** INFORMATION follows **

//! The ordered, lowercase trigger terms both filter stages use.
//!
//! Built once at startup and shared read-only afterwards. Construction
//! rejects terms that could interact with the redaction marker, which keeps
//! `redact` idempotent for every list that makes it through here.

use regex::{Regex, RegexBuilder};
use std::path::{Path, PathBuf};
use thiserror::Error;

/// Terms used when no denylist file is configured.
pub const DEFAULT_TERMS: &[&str] = &["kill", "hack", "bomb", "exploit", "violence"];

/// Lowercased marker body; terms inside it would re-match redacted text.
const MARKER_BODY: &str = "redacted";

#[derive(Debug, Error)]
pub enum DenylistError {
    #[error("denylist term is empty")]
    EmptyTerm,

    #[error("denylist term '{0}' contains a bracket")]
    BracketInTerm(String),

    #[error("denylist term '{0}' overlaps the redaction marker")]
    OverlapsMarker(String),

    #[error("denylist is empty")]
    NoTerms,

    #[error("denylist term '{term}' did not compile: {source}")]
    Pattern { term: String, source: regex::Error },

    #[error("failed to read denylist file {path}: {source}")]
    Read {
        path: PathBuf,
        source: std::io::Error,
    },
}

/// Ordered set of lowercase trigger terms.
///
/// Each term carries a precompiled case-insensitive literal pattern used by
/// the redactor, in the same order as `terms`.
#[derive(Debug, Clone)]
pub struct Denylist {
    terms: Vec<String>,
    patterns: Vec<Regex>,
}

impl PartialEq for Denylist {
    fn eq(&self, other: &Self) -> bool {
        self.terms == other.terms
    }
}

impl Eq for Denylist {}

impl Denylist {
    /// Build a denylist from raw terms, keeping first-seen order.
    ///
    /// Terms are trimmed and lowercased; repeats are dropped.
    pub fn new<I, S>(terms: I) -> Result<Self, DenylistError>
    where
        I: IntoIterator<Item = S>,
        S: AsRef<str>,
    {
        let mut out: Vec<String> = Vec::new();
        for raw in terms {
            let term = raw.as_ref().trim().to_lowercase();
            if term.is_empty() {
                return Err(DenylistError::EmptyTerm);
            }
            if term.contains('[') || term.contains(']') {
                return Err(DenylistError::BracketInTerm(term));
            }
            if MARKER_BODY.contains(term.as_str()) {
                return Err(DenylistError::OverlapsMarker(term));
            }
            if !out.contains(&term) {
                out.push(term);
            }
        }
        if out.is_empty() {
            return Err(DenylistError::NoTerms);
        }
        let patterns = out
            .iter()
            .map(|term| {
                RegexBuilder::new(&regex::escape(term))
                    .case_insensitive(true)
                    .build()
                    .map_err(|source| DenylistError::Pattern {
                        term: term.clone(),
                        source,
                    })
            })
            .collect::<Result<Vec<_>, _>>()?;
        Ok(Self {
            terms: out,
            patterns,
        })
    }

    /// Parse newline-separated terms. Blank lines and `#` comments are skipped.
    pub fn parse(contents: &str) -> Result<Self, DenylistError> {
        Self::new(
            contents
                .lines()
                .map(str::trim)
                .filter(|line| !line.is_empty() && !line.starts_with('#')),
        )
    }

    pub fn from_file(path: &Path) -> Result<Self, DenylistError> {
        let contents = std::fs::read_to_string(path).map_err(|source| DenylistError::Read {
            path: path.to_path_buf(),
            source,
        })?;
        let list = Self::parse(&contents)?;
        log::info!(
            "[SAFETY] Loaded {} denylist terms from {}",
            list.len(),
            path.display()
        );
        Ok(list)
    }

    pub fn terms(&self) -> &[String] {
        &self.terms
    }

    /// Terms paired with their compiled patterns, in denylist order.
    pub(crate) fn patterns(&self) -> impl Iterator<Item = (&str, &Regex)> {
        self.terms
            .iter()
            .map(String::as_str)
            .zip(self.patterns.iter())
    }

    pub fn len(&self) -> usize {
        self.terms.len()
    }

    pub fn is_empty(&self) -> bool {
        self.terms.is_empty()
    }
}

impl Default for Denylist {
    fn default() -> Self {
        Self::new(DEFAULT_TERMS).expect("built-in denylist terms are valid")
    }
}

/// Per-user denylist location under the platform config directory.
pub fn default_denylist_path() -> Option<PathBuf> {
    dirs::config_dir().map(|dir| dir.join("moderated-chat").join("denylist.txt"))
}

#[cfg(test)]
mod tests {
    use super::*;

    #[test]
    fn default_list_is_valid() {
        let list = Denylist::default();
        assert_eq!(list.len(), DEFAULT_TERMS.len());
        assert_eq!(list.terms()[0], "kill");
        assert_eq!(list.patterns().count(), list.len());
    }

    #[test]
    fn terms_are_lowercased_trimmed_and_deduplicated() {
        let list = Denylist::new(["  Bomb ", "HACK", "bomb"]).unwrap();
        assert_eq!(list.terms(), &["bomb".to_string(), "hack".to_string()]);
    }

    #[test]
    fn rejects_terms_that_collide_with_marker() {
        assert!(matches!(
            Denylist::new(["act"]),
            Err(DenylistError::OverlapsMarker(_))
        ));
        assert!(matches!(
            Denylist::new(["Redacted"]),
            Err(DenylistError::OverlapsMarker(_))
        ));
        assert!(matches!(
            Denylist::new(["x]"]),
            Err(DenylistError::BracketInTerm(_))
        ));
    }

    #[test]
    fn rejects_empty_terms_and_lists() {
        assert!(matches!(Denylist::new(["  "]), Err(DenylistError::EmptyTerm)));
        assert!(matches!(
            Denylist::new(Vec::<String>::new()),
            Err(DenylistError::NoTerms)
        ));
    }

    #[test]
    fn parse_skips_comments_and_blank_lines() {
        let list = Denylist::parse("# weapons\nbomb\n\n  # hacking\nhack\n").unwrap();
        assert_eq!(list.len(), 2);
        assert_eq!(list.terms()[1], "hack");
    }

    #[test]
    fn default_path_lives_under_app_dir() {
        if let Some(path) = default_denylist_path() {
            let s = path.to_string_lossy();
            assert!(s.contains("moderated-chat"));
            assert!(s.ends_with("denylist.txt"));
        }
    }
}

** End of INFORMATION **

§ DESCRIPTION OF THE TASK: Reproduce only what lies between the start of the listing above and the end of the line containing "String, source: regex::Error", keeping every line exact.

§ SOLVED EXERCISE:
//! The ordered, lowercase trigger terms both filter stages use.
//!
//! Built once at startup and shared read-only afterwards. Construction
//! rejects terms that could interact with the redaction marker, which keeps
//! `redact` idempotent for every list that makes it through here.

use regex::{Regex, RegexBuilder};
use std::path::{Path, PathBuf};
use thiserror::Error;

/// Terms used when no denylist file is configured.
pub const DEFAULT_TERMS: &[&str] = &["kill", "hack", "bomb", "exploit", "violence"];

/// Lowercased marker body; terms inside it would re-match redacted text.
const MARKER_BODY: &str = "redacted";

#[derive(Debug, Error)]
pub enum DenylistError {
    #[error("denylist term is empty")]
    EmptyTerm,

    #[error("denylist term '{0}' contains a bracket")]
    BracketInTerm(String),

    #[error("denylist term '{0}' overlaps the redaction marker")]
    OverlapsMarker(String),

    #[error("denylist is empty")]
    NoTerms,

    #[error("denylist term '{term}' did not compile: {source}")]
    Pattern { term: String, source: regex::Error },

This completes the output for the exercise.